Do you know a nurse who creatively practices the art of compassion and caring?
Thank a nurse this week.
National Nurses Week
May 6-12, 2010
Copyright © 2010 by Sandra Heska King
lindayezak says
I enjoyed your walk down memory lane! It threw me when you said you graduated in '69–I thought you were my age. I snooped on your facebook info page and found out your my Billy's age (he was born in April of 49).
I love learning things about my friends!
Sandra Heska King says
And you are a year younger than my sissy.
I'm so old.
Sandra Heska King says
My friend, Becky, had this comment:
"Read your blog – such memories. You forgot the part about you having symptoms of each disease we studied. We weren't sure we'd get you through psych. I still laugh thinking about it."
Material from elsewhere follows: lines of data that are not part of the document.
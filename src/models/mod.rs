mod config;
mod document;
mod format;
mod sample;

pub use config::{
    BackendKind, Config, DEFAULT_COLLECTION, DEFAULT_EMBEDDING_MODEL, DEFAULT_OPENAI_BASE_URL,
    DEFAULT_QDRANT_URL, OpenAiConfig, PLACEHOLDER_OPENAI_KEY, PineconeConfig, ProcessingConfig,
    QdrantConfig, VectorBackend, VectorDatabaseConfig,
};
pub use document::{Chunk, DEFAULT_CATEGORY, Document, EmbeddedChunk};
pub use format::OutputFormat;
pub use sample::{SAMPLE_DOCUMENTS, SampleDocument, find_sample};
//! Output format for the run summary.

use serde::{Deserialize, Serialize};

#[derive(Debug, Clone, Copy, Default, PartialEq, Eq, Serialize, Deserialize)]
#[serde(rename_all = "lowercase")]
pub enum OutputFormat {
    /// Human-readable text format
    #[default]
    Text,
    /// Machine-parseable JSON format
    Json,
}

impl std::str::FromStr for OutputFormat {
    type Err = String;

    fn from_str(s: &str) -> Result<Self, Self::Err> {
        match s.to_lowercase().as_str() {
            "text" => Ok(OutputFormat::Text),
            "json" => Ok(OutputFormat::Json),
            _ => Err(format!("unknown output format: {}", s)),
        }
    }
}

impl std::fmt::Display for OutputFormat {
    fn fmt(&self, f: &mut std::fmt::Formatter<'_>) -> std::fmt::Result {
        match self {
            OutputFormat::Text => write!(f, "text"),
            OutputFormat::Json => write!(f, "json"),
        }
    }
}
//! Sequential chunk → embed → upload pipeline.

use indicatif::ProgressBar;
use serde::Serialize;
use std::time::{Duration, Instant};

use crate::error::PrepareError;
use crate::models::{Chunk, Document, EmbeddedChunk, ProcessingConfig};
use crate::services::{Embedder, TextChunker, VectorStore};

/// First id handed out in a run (`chunk_1`).
pub const FIRST_CHUNK_ID: u64 = 1;

/// Counts reported after a successful run.
#[derive(Debug, Clone, Default, Serialize)]
pub struct PrepareStats {
    pub documents: u64,
    pub chunks_created: u64,
    pub batches: u64,
    pub chunks_uploaded: u64,
    pub backend: String,
    pub duration_ms: u64,
}

/// Drives a whole run: every document is chunked, every chunk embedded one
/// at a time, and the full collection uploaded once at the end.
pub struct Pipeline<'a> {
    chunker: TextChunker,
    embedder: &'a dyn Embedder,
    store: &'a dyn VectorStore,
    batch_size: usize,
    delay: Duration,
    progress: ProgressBar,
    verbose: bool,
}

impl<'a> Pipeline<'a> {
    pub fn new(
        config: &ProcessingConfig,
        embedder: &'a dyn Embedder,
        store: &'a dyn VectorStore,
    ) -> Result<Self, PrepareError> {
        config.validate()?;
        Ok(Self {
            chunker: TextChunker::from_config(config)?,
            embedder,
            store,
            batch_size: config.batch_size,
            delay: Duration::from_millis(config.request_delay_ms),
            progress: ProgressBar::hidden(),
            verbose: false,
        })
    }

    /// Report progress on `progress` instead of a hidden bar.
    pub fn with_progress(mut self, progress: ProgressBar) -> Self {
        self.progress = progress;
        self
    }

    pub fn with_verbose(mut self, verbose: bool) -> Self {
        self.verbose = verbose;
        self
    }

    /// Override the pause after each embedding call.
    pub fn with_delay(mut self, delay: Duration) -> Self {
        self.delay = delay;
        self
    }

    /// Verbose-only status line, kept above the progress bar when one is drawn.
    fn log(&self, message: std::fmt::Arguments<'_>) {
        if !self.verbose {
            return;
        }
        if self.progress.is_hidden() {
            eprintln!("{message}");
        } else {
            self.progress.println(message.to_string());
        }
    }

    /// Chunk every document, numbering chunks across the whole set.
    pub fn chunk_documents(&self, documents: &[Document]) -> Vec<Chunk> {
        let mut next_id = FIRST_CHUNK_ID;
        let mut all_chunks = Vec::new();

        for document in documents {
            self.log(format_args!("Processing {}...", document.filename));
            let (chunks, following) = self.chunker.chunk(document, next_id);
            next_id = following;
            all_chunks.extend(chunks);
        }

        all_chunks
    }

    /// Number of logical batches `total` chunks fall into.
    pub fn batch_count(&self, total: usize) -> usize {
        total.div_ceil(self.batch_size)
    }

    /// Embed chunks in order, stopping at the first failure.
    pub async fn embed_chunks(
        &self,
        chunks: Vec<Chunk>,
    ) -> Result<Vec<EmbeddedChunk>, PrepareError> {
        let total_batches = self.batch_count(chunks.len());
        let mut embedded = Vec::with_capacity(chunks.len());

        self.progress.set_length(chunks.len() as u64);

        for (position, chunk) in chunks.into_iter().enumerate() {
            if position % self.batch_size == 0 {
                let batch = position / self.batch_size + 1;
                self.progress
                    .set_message(format!("batch {batch}/{total_batches}"));
                self.log(format_args!("Processing batch {batch}/{total_batches}"));
            }

            let embedding = self
                .embedder
                .embed(&chunk.text)
                .await
                .map_err(|source| PrepareError::Embedding {
                    chunk_id: chunk.id.clone(),
                    source,
                })?;
            embedded.push(chunk.with_embedding(embedding));
            self.progress.inc(1);

            if !self.delay.is_zero() {
                tokio::time::sleep(self.delay).await;
            }
        }

        self.progress.finish_and_clear();
        Ok(embedded)
    }

    /// Run the whole pipeline over `documents`.
    pub async fn run(&self, documents: &[Document]) -> Result<PrepareStats, PrepareError> {
        let start_time = Instant::now();

        let chunks = self.chunk_documents(documents);
        let mut stats = PrepareStats {
            documents: documents.len() as u64,
            chunks_created: chunks.len() as u64,
            batches: self.batch_count(chunks.len()) as u64,
            backend: self.store.name().to_string(),
            ..Default::default()
        };

        self.log(format_args!(
            "Created {} text chunks, generating embeddings with {}",
            stats.chunks_created,
            self.embedder.model()
        ));

        let embedded = self.embed_chunks(chunks).await?;

        self.log(format_args!(
            "Generated {} embeddings, uploading to {}...",
            embedded.len(),
            self.store.name()
        ));

        self.store.upload(&embedded).await?;

        stats.chunks_uploaded = embedded.len() as u64;
        stats.duration_ms = start_time.elapsed().as_millis() as u64;
        Ok(stats)
    }
}
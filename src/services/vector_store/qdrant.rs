//! Qdrant upload backend over the REST API.

use async_trait::async_trait;
use reqwest::Client;
use serde::Serialize;
use serde_json::Value;

use super::{VectorStore, build_client, send_json};
use crate::error::UploadError;
use crate::models::{EmbeddedChunk, QdrantConfig};

#[derive(Debug, Clone, PartialEq, Serialize)]
pub struct QdrantPoint {
    /// 1-based position in the upload
    pub id: u64,
    pub vector: Vec<f32>,
    pub payload: QdrantPayload,
}

#[derive(Debug, Clone, PartialEq, Serialize)]
#[serde(rename_all = "camelCase")]
pub struct QdrantPayload {
    pub content: String,
    pub source: String,
    pub category: String,
    pub filename: String,
    pub chunk_index: usize,
    pub original_id: String,
}

#[derive(Debug, Serialize)]
struct PointsRequest<'a> {
    points: &'a [QdrantPoint],
}

impl QdrantPoint {
    pub fn new(position: u64, embedded: &EmbeddedChunk) -> Self {
        let chunk = &embedded.chunk;
        Self {
            id: position,
            vector: embedded.embedding.clone(),
            payload: QdrantPayload {
                content: chunk.text.clone(),
                source: chunk.source.clone(),
                category: chunk.category.clone(),
                filename: chunk.filename.clone(),
                chunk_index: chunk.chunk_index,
                original_id: chunk.id.clone(),
            },
        }
    }
}

/// Qdrant collection addressed by base URL and collection name.
pub struct QdrantBackend {
    client: Client,
    url: String,
    api_key: Option<String>,
}

impl QdrantBackend {
    pub fn new(config: &QdrantConfig) -> Result<Self, UploadError> {
        Ok(Self {
            client: build_client()?,
            url: config.points_url(),
            api_key: config.api_key().map(str::to_string),
        })
    }

    pub fn to_points(chunks: &[EmbeddedChunk]) -> Vec<QdrantPoint> {
        (1u64..)
            .zip(chunks)
            .map(|(position, chunk)| QdrantPoint::new(position, chunk))
            .collect()
    }

    pub fn url(&self) -> &str {
        &self.url
    }
}

#[async_trait]
impl VectorStore for QdrantBackend {
    async fn upload(&self, chunks: &[EmbeddedChunk]) -> Result<Value, UploadError> {
        if chunks.is_empty() {
            return Ok(Value::Null);
        }

        let points = Self::to_points(chunks);
        let mut request = self
            .client
            .put(&self.url)
            .json(&PointsRequest { points: &points });

        if let Some(ref api_key) = self.api_key {
            request = request.header("api-key", api_key);
        }

        send_json(request).await
    }

    fn name(&self) -> &str {
        "qdrant"
    }
}
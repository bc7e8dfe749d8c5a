pub mod cli;
pub mod error;
pub mod models;
pub mod services;
pub mod sources;
pub mod utils;

pub use cli::Cli;
pub use error::AppError;
pub use models::{Config, OutputFormat};
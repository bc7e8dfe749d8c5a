mod chunker;
mod embedding;
mod pipeline;
mod vector_store;

#[cfg(test)]
pub(crate) mod test_server;

pub use chunker::{TextChunker, chunk_text};
pub use embedding::{Embedder, OpenAiEmbeddingClient};
pub use pipeline::{FIRST_CHUNK_ID, Pipeline, PrepareStats};
pub use vector_store::{
    PineconeBackend, PineconeMetadata, PineconeVector, QdrantBackend, QdrantPayload, QdrantPoint,
    VectorStore, create_backend,
};
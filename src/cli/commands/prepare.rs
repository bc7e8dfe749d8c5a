//! Default command: chunk, embed and upload a documents directory.

use anyhow::Result;
use indicatif::{ProgressBar, ProgressStyle};
use std::path::PathBuf;

use crate::cli::output::get_formatter;
use crate::error::AppError;
use crate::models::{Config, OutputFormat};
use crate::services::{OpenAiEmbeddingClient, Pipeline, PrepareStats, create_backend};
use crate::sources::LocalSource;

#[derive(Debug, Clone)]
pub struct PrepareArgs {
    pub config: PathBuf,
    pub docs: PathBuf,
    pub verbose: bool,
    pub quiet: bool,
}

/// Load and validate the configuration, read the documents, then run the
/// pipeline against the configured embedding provider and vector store.
pub async fn prepare(args: &PrepareArgs, progress: ProgressBar) -> Result<PrepareStats, AppError> {
    let mut config = Config::load(&args.config)?;
    config.apply_env_overrides();
    config.validate()?;

    let source = LocalSource::new(&args.docs);
    let documents = source.load_documents()?;

    if args.verbose {
        eprintln!(
            "Found {} documents to process in {}",
            documents.len(),
            source.root().display()
        );
    }

    let embedder = OpenAiEmbeddingClient::new(&config.openai)?;
    let backend = config.vector_database.backend()?;
    let store = create_backend(&backend)?;

    let stats = Pipeline::new(&config.processing, &embedder, store.as_ref())?
        .with_progress(progress)
        .with_verbose(args.verbose)
        .run(&documents)
        .await?;

    Ok(stats)
}

pub async fn handle_prepare(args: PrepareArgs, format: OutputFormat) -> Result<()> {
    let formatter = get_formatter(format);

    let progress = if args.quiet {
        ProgressBar::hidden()
    } else {
        let pb = ProgressBar::new(0);
        pb.set_style(
            ProgressStyle::default_bar()
                .template(
                    "{spinner:.green} [{elapsed_precise}] [{bar:40.cyan/blue}] {pos}/{len} {msg} ({eta})",
                )?
                .progress_chars("#>-"),
        );
        pb
    };

    let stats = prepare(&args, progress).await?;
    print!("{}", formatter.format_prepare_stats(&stats));

    Ok(())
}
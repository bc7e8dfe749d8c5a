//! File utilities for reading documents.

use std::fs;
use std::path::Path;

/// Extensions treated as plain-text documents.
pub const DOCUMENT_EXTENSIONS: &[&str] = &["txt", "md"];

/// Check if a path has a recognized document extension.
pub fn is_document_file(path: &Path) -> bool {
    path.extension()
        .map(|ext| ext.to_string_lossy().to_lowercase())
        .is_some_and(|ext| DOCUMENT_EXTENSIONS.contains(&ext.as_str()))
}

/// Read a whole file as UTF-8 text.
pub fn read_file_content(path: &Path) -> std::io::Result<String> {
    fs::read_to_string(path)
}

/// Write `content` to `path` unless the file already exists.
/// Returns whether the file was written.
pub fn write_if_absent(path: &Path, content: &str) -> std::io::Result<bool> {
    if path.exists() {
        return Ok(false);
    }
    fs::write(path, content)?;
    Ok(true)
}
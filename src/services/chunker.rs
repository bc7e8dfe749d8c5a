//! Fixed-size text chunking with overlap.

use crate::error::ConfigError;
use crate::models::{Chunk, Document, ProcessingConfig};

/// Split `text` into windows of at most `chunk_size` characters, where each
/// window starts `chunk_size - overlap` characters after the previous one.
///
/// The last window always ends at the end of the text and may be shorter.
/// An overlap that is not smaller than `chunk_size` advances one character
/// per window; [`TextChunker::new`] rejects such sizes up front.
pub fn chunk_text(text: &str, chunk_size: usize, overlap: usize) -> Vec<String> {
    let chars: Vec<char> = text.chars().collect();
    let total = chars.len();
    let step = chunk_size.saturating_sub(overlap).max(1);

    let mut chunks = Vec::new();
    let mut start = 0;

    while start < total {
        let end = (start + chunk_size).min(total);
        chunks.push(chars[start..end].iter().collect());

        if end == total {
            break;
        }
        start += step;
    }

    chunks
}

/// Text chunker that turns documents into chunk records.
#[derive(Debug, Clone)]
pub struct TextChunker {
    /// Window size in characters
    chunk_size: usize,
    /// Characters shared between consecutive windows
    overlap: usize,
}

impl TextChunker {
    /// Create a chunker, rejecting sizes that would never advance.
    pub fn new(chunk_size: usize, overlap: usize) -> Result<Self, ConfigError> {
        if chunk_size == 0 {
            return Err(ConfigError::Invalid("chunk size must be positive".to_string()));
        }
        if overlap >= chunk_size {
            return Err(ConfigError::Invalid(format!(
                "chunk overlap ({overlap}) must be smaller than chunk size ({chunk_size})"
            )));
        }
        Ok(Self {
            chunk_size,
            overlap,
        })
    }

    pub fn from_config(config: &ProcessingConfig) -> Result<Self, ConfigError> {
        Self::new(config.chunk_size, config.chunk_overlap)
    }

    pub fn chunk_size(&self) -> usize {
        self.chunk_size
    }

    pub fn overlap(&self) -> usize {
        self.overlap
    }

    /// Raw windows for `text`.
    pub fn split(&self, text: &str) -> Vec<String> {
        chunk_text(text, self.chunk_size, self.overlap)
    }

    /// Chunk a document. `next_id` is the sequence number for the first chunk;
    /// the returned value is the sequence number for the chunk after the last one.
    pub fn chunk(&self, document: &Document, next_id: u64) -> (Vec<Chunk>, u64) {
        let mut sequence = next_id;
        let chunks = self
            .split(&document.content)
            .into_iter()
            .enumerate()
            .map(|(idx, window)| {
                let text = window.trim().to_string();
                let chunk = Chunk::from_document(document, text, sequence, idx);
                sequence += 1;
                chunk
            })
            .collect();

        (chunks, sequence)
    }
}

#[cfg(test)]
mod tests {
    use super::*;

    const ALPHABET: &str = "abcdefghijklmnopqrstuvwxyz";

    #[test]
    fn test_alphabet_example() {
        let chunks = chunk_text(ALPHABET, 10, 2);
        assert_eq!(chunks, vec!["abcdefghij", "ijklmnopqr", "qrstuvwxyz"]);
    }

    #[test]
    fn test_empty_text() {
        assert!(chunk_text("", 10, 2).is_empty());
    }

    #[test]
    fn test_short_text_single_chunk() {
        assert_eq!(chunk_text("hello", 10, 2), vec!["hello"]);
        assert_eq!(chunk_text("0123456789", 10, 2), vec!["0123456789"]);
    }

    #[test]
    fn test_final_chunk_may_be_shorter() {
        let chunks = chunk_text("abcdefghijkl", 5, 1);
        assert_eq!(chunks, vec!["abcde", "efghi", "ijkl"]);
    }

    #[test]
    fn test_consecutive_chunks_share_overlap() {
        let text: String = (0..537).map(|i| char::from(b'a' + (i % 26) as u8)).collect();
        for (size, overlap) in [(50, 10), (64, 1), (100, 99), (7, 3)] {
            let chunks = chunk_text(&text, size, overlap);
            for pair in chunks.windows(2) {
                let prev: Vec<char> = pair[0].chars().collect();
                let next: Vec<char> = pair[1].chars().collect();
                assert_eq!(prev.len(), size);
                assert_eq!(&prev[size - overlap..], &next[..overlap.min(next.len())]);
            }
        }
    }

    #[test]
    fn test_removing_overlap_reconstructs_text() {
        let text = "The quick brown fox jumps over the lazy dog. ".repeat(13);
        for (size, overlap) in [(10, 2), (33, 0), (80, 40), (500, 1)] {
            let chunks = chunk_text(&text, size, overlap);
            let mut rebuilt: String = chunks[0].clone();
            for chunk in &chunks[1..] {
                rebuilt.extend(chunk.chars().skip(overlap));
            }
            assert_eq!(rebuilt, text, "size={size} overlap={overlap}");
        }
    }

    #[test]
    fn test_multibyte_characters() {
        let chunks = chunk_text("héllo wörld ✓✓", 6, 2);
        assert_eq!(chunks[0], "héllo ");
        assert_eq!(chunks[1], "o wörl");
        assert!(chunks.last().unwrap().ends_with("✓✓"));
    }

    #[test]
    fn test_oversized_overlap_still_advances() {
        let chunks = chunk_text("abcdefghijkl", 4, 4);
        assert_eq!(chunks.len(), 9);
        assert_eq!(chunks[1], "bcde");
        assert_eq!(chunks.last().unwrap(), "ijkl");
    }

    #[test]
    fn test_new_rejects_overlap_not_smaller_than_size() {
        assert!(TextChunker::new(10, 10).is_err());
        assert!(TextChunker::new(10, 11).is_err());
        assert!(TextChunker::new(0, 0).is_err());
        assert!(TextChunker::new(10, 0).is_ok());
    }

    #[test]
    fn test_chunk_threads_sequence() {
        let chunker = TextChunker::new(10, 2).unwrap();
        let first = Document::new("a.txt", ALPHABET);
        let second = Document::new("b.txt", "short");

        let (chunks_a, next) = chunker.chunk(&first, 1);
        let (chunks_b, next) = chunker.chunk(&second, next);

        assert_eq!(next, 5);
        let ids: Vec<&str> = chunks_a
            .iter()
            .chain(&chunks_b)
            .map(|c| c.id.as_str())
            .collect();
        assert_eq!(ids, vec!["chunk_1", "chunk_2", "chunk_3", "chunk_4"]);
        assert_eq!(chunks_a[2].chunk_index, 2);
        assert_eq!(chunks_b[0].chunk_index, 0);
        assert_eq!(chunks_b[0].filename, "b.txt");
        assert_eq!(chunks_b[0].category, "general");
    }

    #[test]
    fn test_chunk_text_is_trimmed() {
        let chunker = TextChunker::new(6, 0).unwrap();
        let doc = Document::new("t.txt", "hello world ");
        let (chunks, _) = chunker.chunk(&doc, 1);
        let texts: Vec<&str> = chunks.iter().map(|c| c.text.as_str()).collect();
        assert_eq!(texts, vec!["hello", "world"]);
    }

    #[test]
    fn test_empty_document_keeps_sequence() {
        let chunker = TextChunker::new(10, 2).unwrap();
        let (chunks, next) = chunker.chunk(&Document::new("empty.md", ""), 9);
        assert!(chunks.is_empty());
        assert_eq!(next, 9);
    }
}
impl Config {
    /// Load a configuration file. Files ending in `.toml` are parsed as TOML,
    /// everything else as JSON.
    pub fn load(path: &Path) -> Result<Self, ConfigError> {
        if !path.is_file() {
            return Err(ConfigError::Missing(path.display().to_string()));
        }

        let content = std::fs::read_to_string(path)?;
        let config = if is_toml(path) {
            toml::from_str(&content)?
        } else {
            serde_json::from_str(&content)?
        };
        Ok(config)
    }

    /// Sample configuration written by `--create-samples`.
    pub fn sample() -> Self {
        Self {
            openai: OpenAiConfig {
                api_key: PLACEHOLDER_OPENAI_KEY.to_string(),
                ..Default::default()
            },
            vector_database: VectorDatabaseConfig {
                kind: BackendKind::Pinecone,
                pinecone: Some(PineconeConfig {
                    api_key: "your-pinecone-api-key".to_string(),
                    environment: "your-pinecone-environment".to_string(),
                    index_name: DEFAULT_COLLECTION.to_string(),
                    host: None,
                }),
                qdrant: Some(QdrantConfig {
                    url: DEFAULT_QDRANT_URL.to_string(),
                    api_key: Some("your-qdrant-api-key".to_string()),
                    collection_name: DEFAULT_COLLECTION.to_string(),
                }),
            },
            processing: ProcessingConfig::default(),
        }
    }

    /// Write this configuration to `path` unless a file already exists there.
    /// Returns whether the file was written.
    pub fn write_if_absent(&self, path: &Path) -> Result<bool, ConfigError> {
        if path.exists() {
            return Ok(false);
        }

        if let Some(parent) = path.parent()
            && !parent.as_os_str().is_empty()
        {
            std::fs::create_dir_all(parent)?;
        }

        let content = if is_toml(path) {
            toml::to_string_pretty(self)?
        } else {
            serde_json::to_string_pretty(self)?
        };
        std::fs::write(path, content)?;
        Ok(true)
    }

    /// Apply credential overrides from the process environment.
    pub fn apply_env_overrides(&mut self) {
        self.apply_overrides(|key| std::env::var(key).ok());
    }

    pub(crate) fn apply_overrides<F>(&mut self, lookup: F)
    where
        F: Fn(&str) -> Option<String>,
    {
        let lookup = |key: &str| lookup(key).filter(|v| !v.trim().is_empty());

        if let Some(key) = lookup("OPENAI_API_KEY") {
            self.openai.api_key = key;
        }
        if let Some(key) = lookup("PINECONE_API_KEY")
            && let Some(ref mut pinecone) = self.vector_database.pinecone
        {
            pinecone.api_key = key;
        }
        if let Some(ref mut qdrant) = self.vector_database.qdrant {
            if let Some(url) = lookup("QDRANT_URL") {
                qdrant.url = url;
            }
            if let Some(key) = lookup("QDRANT_API_KEY") {
                qdrant.api_key = Some(key);
            }
        }
    }

    /// Check the invariants a run depends on.
    pub fn validate(&self) -> Result<(), ConfigError> {
        let api_key = self.openai.api_key.trim();
        if api_key.is_empty() || api_key == PLACEHOLDER_OPENAI_KEY {
            return Err(ConfigError::Invalid(
                "please update the OpenAI API key in the config file".to_string(),
            ));
        }

        self.processing.validate()?;
        self.vector_database.backend()?;
        Ok(())
    }
}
Yes, I'd forgotten I contracted nearly everything.
S. Etole says
I'm not a nurse, but I have been on the receiving end of many nurses … you can always tell the ones that truly care and it is such a phenomenal blessing … I suspect you are a compassionate, caring one.
CandaceCalvert says
Great post, Sandy! You brought back so many memories for me, too. I graduated from an ADN program in 1972. And remember how many of us bought those ugly Dynel wigs to cover up our long hair (right, couldn't touch our shoulders). And that we kept caps in place by fixing a piece of TP to top of our heads with a bobby pin, then pushing the comb on the cap into the TP. Geesh. We also used KY Jelly to stick the velvet stripes on, blue for student and black after graduation.
I started my career in a small rural hospital in Oregon–and was made PM Supervisor the first year. Had to relieve in the ER which scared the wits out me. Then, of course, finally drew me in for the next 30-plus years. Stopped wearing a cap after the first year . . . when a little girl asked me, "Why do you wear a pirate hat?" Nurses are heroes for sure. A big part of the reason I'm writing the Mercy Hospital series. 🙂
Candy says
Thanks for this, Sandy. After 36 years in the field, I'm still hanging in there. No regrets, really, other than the night I accidentally took the narcotics keys home on Christmas Eve and had to drive all the way back. I would have given up my chair and patient charts a little less willingly, had I known that the docs actually put their pants on one leg at at time like I did. So naive.
I worked Labor & Delivery for 8 yrs, had kids, then went into the education side, then on to wellness and now cardiac rehab for 21 years. I always got my cap hung up in the curtains, until I discovered the TP secret. Then it just ripped my hair out by the roots.
My favorite quote is still "Ask not what disease this patient has; but who is the patient that has this disease." Sir Wm Osler I hope they're still teaching that in nursing school.
Sandra Heska King says
@Susan: Funny thing is, I think I'd be a better hospital nurse now in some ways, now that I'm older. But now I don't think I have enough energy. 😀
I don't think anybody in my class wore wigs! I do remember one of the girls rolling her hair around orange juice cans.
We didn't have combs in our caps. After we stapled them together, we stuck a safety pin in them and than a bobby pin through that. I really hated when we stopped wearing them. We worked so hard for them.
When I returned to the hospital, I went to the OR, partly because if a patient arrested, we already had Anesthesia available!
I remember one of the heart docs yelling at me for praying with a patient in the hall before rolling her into the room–slowed down the schedule 10 seconds.
I also remember my first time coming in on call for a young man who'd been in a motorcycle accident. No helmet. We gloved only.
And back then, when we cut our hand with a scalpel or got poked with a suture needle, we sometimes just slipped a second glove over so WE didn't contaminate the patient!
I love that quote, Candy. I hope they are still teaching it, too. There's a person, not a gallbladder, in room 246.
I hope some others pop in and comment. This is fun.